# PROVIDED MATERIAL:
★ ★ ★ ★ ★

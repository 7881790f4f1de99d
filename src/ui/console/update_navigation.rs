use super::*;

impl ConsoleApp {
    pub(super) fn apply_action(&mut self, action: Action, effects: &mut Vec<Effect>) {
        self.event_log
            .log(Entry::new("input", Self::action_kind(&action)));

        match action {
            Action::MoveSelectionUp => self.move_selection(-1, effects),
            Action::MoveSelectionDown => self.move_selection(1, effects),
            Action::SelectRow(index) => {
                let previous = self.state.selected_id();
                if self.state.select_index(index) {
                    self.sync_selection_context(previous, effects);
                    // A pointer click that changes selection doubles as
                    // the acknowledge interaction for that row.
                    self.acknowledge_selected();
                }
            }
            Action::Confirm => {
                if self.state.focus == DashboardFocus::Table {
                    self.acknowledge_selected();
                }
            }
            Action::FocusNext => self.state.cycle_focus_forward(),
            Action::FocusPrev => self.state.cycle_focus_backward(),
            Action::FocusPane(target) => {
                let coordinator_closed =
                    target == DashboardFocus::Coordinator && !self.state.coordinator_open;
                if !coordinator_closed {
                    self.state.set_focus(target);
                }
            }
            Action::ToggleCoordinatorPanel => self.state.toggle_coordinator_panel(),
            Action::ToggleHelp => self.state.toggle_help(),
            Action::ToggleTreeMode => {
                if matches!(self.state.focus, DashboardFocus::EpicView(_))
                    && let Some(tree) = self.tree_loads.tree_mut()
                {
                    tree.toggle_mode();
                }
            }
            Action::ReloadTree => {
                if let Some(request) = self.tree_loads.refresh() {
                    self.event_log.log(
                        Entry::new("tree", "requested")
                            .with_field("root", Value::from(request.root_id.clone())),
                    );
                    effects.push(Effect::RunTreeQuery {
                        root_id: request.root_id,
                        query: request.query,
                    });
                }
            }
            Action::StartSelected => {
                if let Some(id) = self.state.selected_id() {
                    effects.push(Effect::StartWorkflow(id));
                }
            }
            Action::StopSelected => {
                if let Some(id) = self.state.selected_id() {
                    effects.push(Effect::StopWorkflow(id));
                }
            }
            Action::SetPaneScroll { worker, position } => {
                self.set_pane_scroll(worker.as_deref(), position);
            }
        }
    }

    fn move_selection(&mut self, direction: i8, effects: &mut Vec<Effect>) {
        match self.state.focus {
            DashboardFocus::Table => {
                let previous = self.state.selected_id();
                let moved = if direction.is_negative() {
                    self.state.move_selection_up()
                } else {
                    self.state.move_selection_down()
                };
                if moved {
                    self.sync_selection_context(previous, effects);
                }
            }
            DashboardFocus::EpicView(EpicViewFocus::Tree) => {
                if let Some(tree) = self.tree_loads.tree_mut() {
                    if direction.is_negative() {
                        tree.move_cursor_up();
                    } else {
                        tree.move_cursor_down();
                    }
                }
            }
            _ => {}
        }
    }

    /// Runs after anything that may have re-pointed the selection: roster
    /// replacement, cursor moves, pointer selection. Persists the outgoing
    /// workflow's tree view on an identity change, then applies the load
    /// trigger policy against the (possibly new) selected root.
    pub(super) fn sync_selection_context(
        &mut self,
        previous: Option<WorkflowId>,
        effects: &mut Vec<Effect>,
    ) {
        let current = self.state.selected_id();
        if previous != current
            && let Some(previous_id) = previous
        {
            // Persisting counts as a UI reference, so the outgoing entry
            // is created on demand; it may hold nothing but the triple.
            let now = self.now_millis();
            let running = self.state.running_ids();
            let protection = Protection::new(&running, current.as_ref());
            let state = self.cache.get_or_create(&previous_id, &protection, now);
            self.tree_loads.save_and_clear(&mut state.tree_view);
            self.event_log.log(
                Entry::new("update", "navigated")
                    .with_field("from", Value::from(previous_id.to_string()))
                    .with_field(
                        "to",
                        match &current {
                            Some(id) => Value::from(id.to_string()),
                            None => Value::Null,
                        },
                    ),
            );
        }

        let root = self
            .state
            .selected_workflow()
            .and_then(|workflow| workflow.epic_id.clone());
        if let Some(root) = root
            && let Some(request) = self.tree_loads.request(&root)
        {
            self.event_log.log(
                Entry::new("tree", "requested")
                    .with_field("root", Value::from(request.root_id.clone())),
            );
            effects.push(Effect::RunTreeQuery {
                root_id: request.root_id,
                query: request.query,
            });
        }
    }

    /// Explicit acknowledge: clears the attention flag on the selected
    /// workflow. Passive cursor movement never reaches this.
    pub(super) fn acknowledge_selected(&mut self) {
        let Some(id) = self.state.selected_id() else {
            return;
        };
        let now = self.now_millis();
        let stamped = self.clock.is_some();
        let running = self.state.running_ids();
        let protection = Protection::new(&running, Some(&id));

        let state = self.cache.get_or_create(&id, &protection, now);
        if !state.needs_attention {
            return;
        }
        state.needs_attention = false;
        if stamped {
            state.last_update_ms = now;
        }

        self.event_log.log(
            Entry::new("update", "acknowledged").with_field("workflow", Value::from(id.to_string())),
        );
    }

    fn set_pane_scroll(&mut self, worker: Option<&str>, position: f32) {
        let Some(id) = self.state.selected_id() else {
            return;
        };
        let clamped = position.clamp(0.0, 1.0);
        let now = self.now_millis();
        let running = self.state.running_ids();
        let protection = Protection::new(&running, Some(&id));

        let state = self.cache.get_or_create(&id, &protection, now);
        match worker {
            None => state.coordinator.scroll = clamped,
            Some(worker_id) => state.worker_pane_mut(worker_id).scroll = clamped,
        }
    }
}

★ ★ ★ ★ ★

# THE PROBLEM:
Each line above needs to be repeated exactly, with nothing omitted.

# RESPONSE AREA:
repository 7881790f4f1de99d
filename src/ui/console/update_navigation.rs
use super::*;

impl ConsoleApp {
    pub(super) fn apply_action(&mut self, action: Action, effects: &mut Vec<Effect>) {
        self.event_log
            .log(Entry::new("input", Self::action_kind(&action)));

        match action {
            Action::MoveSelectionUp => self.move_selection(-1, effects),
            Action::MoveSelectionDown => self.move_selection(1, effects),
            Action::SelectRow(index) => {
                let previous = self.state.selected_id();
                if self.state.select_index(index) {
                    self.sync_selection_context(previous, effects);
                    // A pointer click that changes selection doubles as
                    // the acknowledge interaction for that row.
                    self.acknowledge_selected();
                }
            }
            Action::Confirm => {
                if self.state.focus == DashboardFocus::Table {
                    self.acknowledge_selected();
                }
            }
            Action::FocusNext => self.state.cycle_focus_forward(),
            Action::FocusPrev => self.state.cycle_focus_backward(),
            Action::FocusPane(target) => {
                let coordinator_closed =
                    target == DashboardFocus::Coordinator && !self.state.coordinator_open;
                if !coordinator_closed {
                    self.state.set_focus(target);
                }
            }
            Action::ToggleCoordinatorPanel => self.state.toggle_coordinator_panel(),
            Action::ToggleHelp => self.state.toggle_help(),
            Action::ToggleTreeMode => {
                if matches!(self.state.focus, DashboardFocus::EpicView(_))
                    && let Some(tree) = self.tree_loads.tree_mut()
                {
                    tree.toggle_mode();
                }
            }
            Action::ReloadTree => {
                if let Some(request) = self.tree_loads.refresh() {
                    self.event_log.log(
                        Entry::new("tree", "requested")
                            .with_field("root", Value::from(request.root_id.clone())),
                    );
                    effects.push(Effect::RunTreeQuery {
                        root_id: request.root_id,
                        query: request.query,
                    });
                }
            }
            Action::StartSelected => {
                if let Some(id) = self.state.selected_id() {
                    effects.push(Effect::StartWorkflow(id));
                }
            }
            Action::StopSelected => {
                if let Some(id) = self.state.selected_id() {
                    effects.push(Effect::StopWorkflow(id));
                }
            }
            Action::SetPaneScroll { worker, position } => {
                self.set_pane_scroll(worker.as_deref(), position);
            }
        }
    }

    fn move_selection(&mut self, direction: i8, effects: &mut Vec<Effect>) {
        match self.state.focus {
            DashboardFocus::Table => {
                let previous = self.state.selected_id();
                let moved = if direction.is_negative() {
                    self.state.move_selection_up()
                } else {
                    self.state.move_selection_down()
                };
                if moved {
                    self.sync_selection_context(previous, effects);
                }
            }
            DashboardFocus::EpicView(EpicViewFocus::Tree) => {
                if let Some(tree) = self.tree_loads.tree_mut() {
                    if direction.is_negative() {
                        tree.move_cursor_up();
                    } else {
                        tree.move_cursor_down();
                    }
                }
            }
            _ => {}
        }
    }

    /// Runs after anything that may have re-pointed the selection: roster
    /// replacement, cursor moves, pointer selection. Persists the outgoing
    /// workflow's tree view on an identity change, then applies the load
    /// trigger policy against the (possibly new) selected root.
    pub(super) fn sync_selection_context(
        &mut self,
        previous: Option<WorkflowId>,
        effects: &mut Vec<Effect>,
    ) {
        let current = self.state.selected_id();
        if previous != current
            && let Some(previous_id) = previous
        {
            // Persisting counts as a UI reference, so the outgoing entry
            // is created on demand; it may hold nothing but the triple.
            let now = self.now_millis();
            let running = self.state.running_ids();
            let protection = Protection::new(&running, current.as_ref());
            let state = self.cache.get_or_create(&previous_id, &protection, now);
            self.tree_loads.save_and_clear(&mut state.tree_view);
            self.event_log.log(
                Entry::new("update", "navigated")
                    .with_field("from", Value::from(previous_id.to_string()))
                    .with_field(
                        "to",
                        match &current {
                            Some(id) => Value::from(id.to_string()),
                            None => Value::Null,
                        },
                    ),
            );
        }

        let root = self
            .state
            .selected_workflow()
            .and_then(|workflow| workflow.epic_id.clone());
        if let Some(root) = root
            && let Some(request) = self.tree_loads.request(&root)
        {
            self.event_log.log(
                Entry::new("tree", "requested")
                    .with_field("root", Value::from(request.root_id.clone())),
            );
            effects.push(Effect::RunTreeQuery {
                root_id: request.root_id,
                query: request.query,
            });
        }
    }

    /// Explicit acknowledge: clears the attention flag on the selected
    /// workflow. Passive cursor movement never reaches this.
    pub(super) fn acknowledge_selected(&mut self) {
        let Some(id) = self.state.selected_id() else {
            return;
        };
        let now = self.now_millis();
        let stamped = self.clock.is_some();
        let running = self.state.running_ids();
        let protection = Protection::new(&running, Some(&id));

        let state = self.cache.get_or_create(&id, &protection, now);
        if !state.needs_attention {
            return;
        }
        state.needs_attention = false;
        if stamped {
            state.last_update_ms = now;
        }

        self.event_log.log(
            Entry::new("update", "acknowledged").with_field("workflow", Value::from(id.to_string())),
        );
    }

    fn set_pane_scroll(&mut self, worker: Option<&str>, position: f32) {
        let Some(id) = self.state.selected_id() else {
            return;
        };
        let clamped = position.clamp(0.0, 1.0);
        let now = self.now_millis();
        let running = self.state.running_ids();
        let protection = Protection::new(&running, Some(&id));

        let state = self.cache.get_or_create(&id, &protection, now);
        match worker {
            None => state.coordinator.scroll = clamped,
            Some(worker_id) => state.worker_pane_mut(worker_id).scroll = clamped,
        }
    }
}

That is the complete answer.